Né au Massachusetts, le père de Titus Smith était ministre itinérant, probablement de foi congrégationaliste, et se passionnait pour les mathématiques, la théologie, la botanique, la chimie, la médecine et les langues. Le jeune Titus étudia d’abord à la maison, auprès de son père, puis dans une école privée de New Haven, au Connecticut. Élève précoce, il lisait couramment dès l’âge de quatre ans. « À sept ans, nota plus tard l’un de ses jeunes frères, William, il avait fait des progrès considérables en latin ; à douze ans, il pouvait traduire les auteurs latins les plus difficiles et était aussi passablement avancé en grec. » Il avait des goûts et un tempérament qui allaient de pair avec de tels résultats : « Dans ses jeunes années, il ne montrait aucun désir de se mêler aux jeux des enfants mais recherchait toujours la compagnie de ceux qui pouvaient lui enseigner quelque chose. D’abord, il sembla surtout vouloir perfectionner sa connaissance des langues comme le latin, le grec, l’allemand et le français. » « Je crois ne pas me tromper, faisait observer William, en disant qu’à compter de l’âge de deux ans il était reconnu pour ne jamais pleurer et rire rarement. Je ne l’ai jamais vu en colère, et rarement transporté de joie. Il poursuivait jusqu’au bout, avec une humeur égale, tout ce qu’il entreprenait. »

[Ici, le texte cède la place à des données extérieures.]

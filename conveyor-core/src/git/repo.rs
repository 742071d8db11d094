//! Git repository detection and operations

use std::path::{Path, PathBuf};

use git2::Repository;

use crate::{Error, Result};

/// A git repository wrapper providing the operations Conveyor needs
pub struct GitRepo {
    /// The underlying git2 repository
    repo: Repository,
    /// Path to the repository root
    root: PathBuf,
}

impl std::fmt::Debug for GitRepo {
    fn fmt(&self, f: &mut std::fmt::Formatter<'_>) -> std::fmt::Result {
        f.debug_struct("GitRepo")
            .field("root", &self.root)
            .finish_non_exhaustive()
    }
}

impl GitRepo {
    /// Open a git repository at the given path
    ///
    /// This will search upward from the given path to find the repository root.
    pub fn open(path: impl AsRef<Path>) -> Result<Self> {
        let path = path.as_ref();

        let repo = Repository::discover(path).map_err(|e| {
            if e.code() == git2::ErrorCode::NotFound {
                Error::Config(format!(
                    "Not a git repository: {}. Run 'git init' first or navigate to a git repository.",
                    path.display()
                ))
            } else {
                Error::Git(e.to_string())
            }
        })?;

        let root = repo
            .workdir()
            .ok_or_else(|| Error::Config("Bare repositories are not supported".to_string()))?
            .to_path_buf();

        Ok(Self { repo, root })
    }

    /// Get the repository root path
    pub fn root(&self) -> &Path {
        &self.root
    }

    /// Get the current branch name
    pub fn current_branch(&self) -> Result<Option<String>> {
        let head = match self.repo.head() {
            Ok(h) => h,
            Err(e) if e.code() == git2::ErrorCode::UnbornBranch => return Ok(None),
            Err(e) => return Err(Error::Git(format!("Failed to get HEAD: {}", e))),
        };

        if head.is_branch() {
            Ok(head.shorthand().map(|s| s.to_string()))
        } else {
            // Detached HEAD
            Ok(None)
        }
    }

    /// SHA of the commit HEAD points at
    pub fn head_commit(&self) -> Result<String> {
        let commit = self
            .repo
            .head()
            .and_then(|head| head.peel_to_commit())
            .map_err(|e| Error::Git(format!("Failed to resolve HEAD: {}", e)))?;
        Ok(commit.id().to_string())
    }

    /// Get access to the underlying git2 repository
    pub fn inner(&self) -> &Repository {
        &self.repo
    }
}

Converti en 1768 aux enseignements du révérend Robert Sandeman, le père de Titus devint par la suite ministre de sa secte. Quand la Révolution américaine éclata, Smith et d’autres disciples de Sandeman constatèrent que leur refus de participer aux manifestations de violence et de révolte les exposait aux soupçons des rebelles, pour qui ceux qui n’étaient pas avec eux étaient contre eux. La famille Smith trouva d’abord refuge à l’île Long, dans l’état de New York, puis fut évacuée en 1783 à Halifax, où le révérend Smith accepta de diriger un groupe de fidèles. Les Smith cultivaient aussi une terre à Preston, près de Dartmouth, et s’installèrent en 1796 à Dutch Village, à l’ouest de Halifax.

Titus Smith fils gagnait sa vie comme fermier et à l’occasion comme arpenteur, métier qu’il avait appris dans la vingtaine. De 1808 à 1829, le gouvernement provincial l’embaucha à quatre reprises à titre d’inspecteur des chemins. Le premier à mentionner son goût de la nature fut le lieutenant John Clarkson [V. David George*] : comme il le notait le 12 octobre 1791 dans son journal personnel, il avait fait appel à « un honnête jardinier » qui était « un excellent botaniste et réserv[ait] une partie de son jardin à des expériences ». Smith tentait notamment d’adapter des graines au climat des Maritimes. Les fermiers et jardiniers néo-écossais avaient alors l’habitude d’utiliser des semences importées d’Angleterre. Smith, qui avait remarqué qu’elles avaient tendance à ne rien produire, parvint à les acclimater.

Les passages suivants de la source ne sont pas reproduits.